(The task) Determine how many lines in the records below contain "push", then state that number alone.

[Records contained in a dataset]

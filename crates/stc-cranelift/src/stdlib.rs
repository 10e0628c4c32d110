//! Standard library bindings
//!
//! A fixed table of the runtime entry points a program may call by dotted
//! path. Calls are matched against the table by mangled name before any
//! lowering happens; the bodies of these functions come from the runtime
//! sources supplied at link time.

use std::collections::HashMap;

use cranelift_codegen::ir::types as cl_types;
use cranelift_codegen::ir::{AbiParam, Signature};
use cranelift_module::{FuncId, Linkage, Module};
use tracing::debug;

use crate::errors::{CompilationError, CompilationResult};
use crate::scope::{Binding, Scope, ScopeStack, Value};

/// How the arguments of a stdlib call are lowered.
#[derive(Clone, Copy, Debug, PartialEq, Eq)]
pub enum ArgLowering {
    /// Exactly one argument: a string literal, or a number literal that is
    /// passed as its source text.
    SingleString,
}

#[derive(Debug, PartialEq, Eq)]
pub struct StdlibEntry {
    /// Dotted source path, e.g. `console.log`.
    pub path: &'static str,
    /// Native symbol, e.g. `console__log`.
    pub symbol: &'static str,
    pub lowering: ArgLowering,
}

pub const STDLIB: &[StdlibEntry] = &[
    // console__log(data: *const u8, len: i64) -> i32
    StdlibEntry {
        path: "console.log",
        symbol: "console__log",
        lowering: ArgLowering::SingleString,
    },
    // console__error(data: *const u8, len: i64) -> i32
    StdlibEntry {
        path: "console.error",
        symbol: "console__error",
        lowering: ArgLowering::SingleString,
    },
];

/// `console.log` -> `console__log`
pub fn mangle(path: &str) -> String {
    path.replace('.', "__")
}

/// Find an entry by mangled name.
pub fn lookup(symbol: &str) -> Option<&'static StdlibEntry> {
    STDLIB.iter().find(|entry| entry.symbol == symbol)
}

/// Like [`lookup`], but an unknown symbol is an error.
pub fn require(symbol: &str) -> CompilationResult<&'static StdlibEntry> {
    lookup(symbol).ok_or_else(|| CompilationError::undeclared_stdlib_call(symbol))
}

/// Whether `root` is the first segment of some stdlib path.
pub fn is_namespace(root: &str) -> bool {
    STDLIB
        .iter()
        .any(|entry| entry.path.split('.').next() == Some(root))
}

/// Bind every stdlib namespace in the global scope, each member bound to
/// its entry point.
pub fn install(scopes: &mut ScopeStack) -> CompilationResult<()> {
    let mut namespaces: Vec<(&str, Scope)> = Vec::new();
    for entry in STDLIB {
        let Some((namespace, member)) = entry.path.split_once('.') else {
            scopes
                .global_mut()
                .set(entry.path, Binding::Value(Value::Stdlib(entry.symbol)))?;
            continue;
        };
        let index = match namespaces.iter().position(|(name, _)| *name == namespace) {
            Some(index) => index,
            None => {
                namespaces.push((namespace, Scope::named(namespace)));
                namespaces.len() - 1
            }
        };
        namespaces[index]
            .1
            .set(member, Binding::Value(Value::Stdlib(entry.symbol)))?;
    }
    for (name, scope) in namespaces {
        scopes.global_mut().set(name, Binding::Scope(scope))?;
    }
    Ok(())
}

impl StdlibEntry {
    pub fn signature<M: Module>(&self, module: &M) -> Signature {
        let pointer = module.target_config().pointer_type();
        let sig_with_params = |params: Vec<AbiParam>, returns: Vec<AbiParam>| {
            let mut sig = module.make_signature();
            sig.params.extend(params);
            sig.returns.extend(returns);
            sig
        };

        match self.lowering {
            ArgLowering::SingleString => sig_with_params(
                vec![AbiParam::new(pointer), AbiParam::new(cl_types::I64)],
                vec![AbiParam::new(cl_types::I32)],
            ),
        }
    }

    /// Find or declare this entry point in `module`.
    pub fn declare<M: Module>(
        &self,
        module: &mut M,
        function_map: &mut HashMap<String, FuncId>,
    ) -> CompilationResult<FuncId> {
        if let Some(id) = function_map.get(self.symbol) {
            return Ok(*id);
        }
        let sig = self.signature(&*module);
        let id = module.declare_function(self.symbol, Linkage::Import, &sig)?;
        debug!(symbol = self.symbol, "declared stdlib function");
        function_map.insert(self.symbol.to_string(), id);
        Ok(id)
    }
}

---

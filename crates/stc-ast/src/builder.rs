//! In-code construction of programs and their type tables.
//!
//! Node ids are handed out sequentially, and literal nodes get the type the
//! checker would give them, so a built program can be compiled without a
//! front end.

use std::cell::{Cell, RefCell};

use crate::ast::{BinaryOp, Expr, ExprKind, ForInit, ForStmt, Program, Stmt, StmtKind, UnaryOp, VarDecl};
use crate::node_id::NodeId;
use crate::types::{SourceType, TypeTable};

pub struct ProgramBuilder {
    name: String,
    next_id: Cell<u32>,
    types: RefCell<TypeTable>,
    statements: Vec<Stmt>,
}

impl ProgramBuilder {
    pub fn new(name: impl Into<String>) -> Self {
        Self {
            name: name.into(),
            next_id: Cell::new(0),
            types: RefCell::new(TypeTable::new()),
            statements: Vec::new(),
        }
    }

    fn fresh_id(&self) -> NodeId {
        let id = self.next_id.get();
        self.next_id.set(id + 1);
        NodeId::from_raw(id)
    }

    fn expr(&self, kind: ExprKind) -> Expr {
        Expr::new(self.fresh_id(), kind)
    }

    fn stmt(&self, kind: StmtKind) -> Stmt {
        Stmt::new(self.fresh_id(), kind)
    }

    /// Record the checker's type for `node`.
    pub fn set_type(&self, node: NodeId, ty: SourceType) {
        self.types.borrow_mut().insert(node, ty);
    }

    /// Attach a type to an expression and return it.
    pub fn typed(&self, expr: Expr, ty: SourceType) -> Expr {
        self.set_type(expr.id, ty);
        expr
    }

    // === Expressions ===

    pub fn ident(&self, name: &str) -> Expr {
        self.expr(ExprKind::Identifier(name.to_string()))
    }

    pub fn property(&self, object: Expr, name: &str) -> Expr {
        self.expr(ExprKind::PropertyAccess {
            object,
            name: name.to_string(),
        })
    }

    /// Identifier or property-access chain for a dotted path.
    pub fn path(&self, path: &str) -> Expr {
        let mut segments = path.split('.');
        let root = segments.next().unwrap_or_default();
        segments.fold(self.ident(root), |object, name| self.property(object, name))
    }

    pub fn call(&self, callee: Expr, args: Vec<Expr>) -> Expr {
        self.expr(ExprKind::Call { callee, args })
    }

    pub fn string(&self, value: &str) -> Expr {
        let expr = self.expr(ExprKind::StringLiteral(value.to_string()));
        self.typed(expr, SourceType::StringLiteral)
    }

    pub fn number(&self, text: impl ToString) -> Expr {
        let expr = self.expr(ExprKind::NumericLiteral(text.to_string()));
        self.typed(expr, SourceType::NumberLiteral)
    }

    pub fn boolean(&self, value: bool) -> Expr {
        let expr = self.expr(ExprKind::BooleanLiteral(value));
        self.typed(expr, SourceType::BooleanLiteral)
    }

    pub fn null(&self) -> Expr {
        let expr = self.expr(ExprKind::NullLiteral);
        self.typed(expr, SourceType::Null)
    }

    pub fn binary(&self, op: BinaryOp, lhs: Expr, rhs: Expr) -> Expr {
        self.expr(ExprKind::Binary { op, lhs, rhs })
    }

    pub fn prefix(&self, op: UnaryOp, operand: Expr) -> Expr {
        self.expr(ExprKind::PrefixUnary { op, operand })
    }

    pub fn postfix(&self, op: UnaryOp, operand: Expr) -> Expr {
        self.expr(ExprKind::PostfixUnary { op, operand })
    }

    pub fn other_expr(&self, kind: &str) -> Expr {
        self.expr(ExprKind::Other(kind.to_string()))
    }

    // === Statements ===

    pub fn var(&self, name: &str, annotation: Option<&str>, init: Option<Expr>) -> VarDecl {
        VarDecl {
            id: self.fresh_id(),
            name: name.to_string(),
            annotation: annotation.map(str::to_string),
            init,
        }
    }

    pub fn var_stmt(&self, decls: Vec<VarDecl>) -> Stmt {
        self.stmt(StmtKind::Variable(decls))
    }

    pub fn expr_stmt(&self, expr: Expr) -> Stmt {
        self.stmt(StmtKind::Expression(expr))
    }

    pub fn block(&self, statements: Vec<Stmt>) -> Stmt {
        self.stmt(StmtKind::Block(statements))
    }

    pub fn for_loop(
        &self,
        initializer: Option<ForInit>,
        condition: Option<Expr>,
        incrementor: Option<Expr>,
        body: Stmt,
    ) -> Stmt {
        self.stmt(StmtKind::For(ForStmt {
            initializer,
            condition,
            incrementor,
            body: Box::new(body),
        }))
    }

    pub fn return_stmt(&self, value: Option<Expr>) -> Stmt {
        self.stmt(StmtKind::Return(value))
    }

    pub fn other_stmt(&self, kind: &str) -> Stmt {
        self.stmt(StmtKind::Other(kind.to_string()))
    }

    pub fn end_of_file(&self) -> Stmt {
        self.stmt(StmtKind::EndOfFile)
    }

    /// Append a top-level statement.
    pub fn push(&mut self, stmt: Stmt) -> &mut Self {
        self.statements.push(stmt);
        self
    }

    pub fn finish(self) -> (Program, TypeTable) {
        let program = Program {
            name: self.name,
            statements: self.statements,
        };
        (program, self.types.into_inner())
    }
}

(Finished exercise) 3